(Items from a dataset)
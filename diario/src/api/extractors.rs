use axum::extract::rejection::JsonRejection;
use axum::extract::FromRequest;

use crate::error::DiarioError;

/// `axum::Json` whose rejections are reported in the v1 error envelope.
#[derive(FromRequest)]
#[from_request(via(axum::Json), rejection(DiarioError))]
pub struct AppJson<T>(pub T);

impl From<JsonRejection> for DiarioError {
    fn from(rejection: JsonRejection) -> Self {
        map_json_rejection(rejection)
    }
}

fn map_json_rejection(rejection: JsonRejection) -> DiarioError {
    match rejection {
        JsonRejection::JsonDataError(err) => {
            let message = err.body_text();
            if let Some(field) = extract_missing_field(&message) {
                DiarioError::Validation(format!("Missing required field: {field}"))
            } else {
                DiarioError::Validation(format!("Invalid JSON: {message}"))
            }
        }
        JsonRejection::JsonSyntaxError(err) => {
            DiarioError::Validation(format!("JSON syntax error: {}", err.body_text()))
        }
        JsonRejection::MissingJsonContentType(_) => {
            DiarioError::Validation("Missing `Content-Type: application/json` header".to_string())
        }
        JsonRejection::BytesRejection(_) => {
            DiarioError::Internal("Failed to read request body".to_string())
        }
        _ => DiarioError::Validation(rejection.body_text()),
    }
}

fn extract_missing_field(message: &str) -> Option<&str> {
    let prefix = "missing field `";
    let start = message.find(prefix)? + prefix.len();
    let remaining = message.get(start..)?;
    let end = remaining.find('`')?;
    remaining.get(..end)
}

#[cfg(test)]
mod tests {
    use super::*;

    #[test]
    fn missing_field_is_extracted() {
        let message = "Failed to deserialize the JSON body into the target type: missing field `titulo` at line 1 column 20";
        assert_eq!(extract_missing_field(message), Some("titulo"));
    }

    #[test]
    fn other_messages_have_no_field() {
        assert_eq!(extract_missing_field("invalid type: integer"), None);
    }
}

YOUR ASSIGNMENT: In the entries above, find every line with the word "Validation" and list it.

RESULT BELOW:
                DiarioError::Validation(format!("Missing required field: {field}"))
                DiarioError::Validation(format!("Invalid JSON: {message}"))
            DiarioError::Validation(format!("JSON syntax error: {}", err.body_text()))
            DiarioError::Validation("Missing `Content-Type: application/json` header".to_string())
        _ => DiarioError::Validation(rejection.body_text()),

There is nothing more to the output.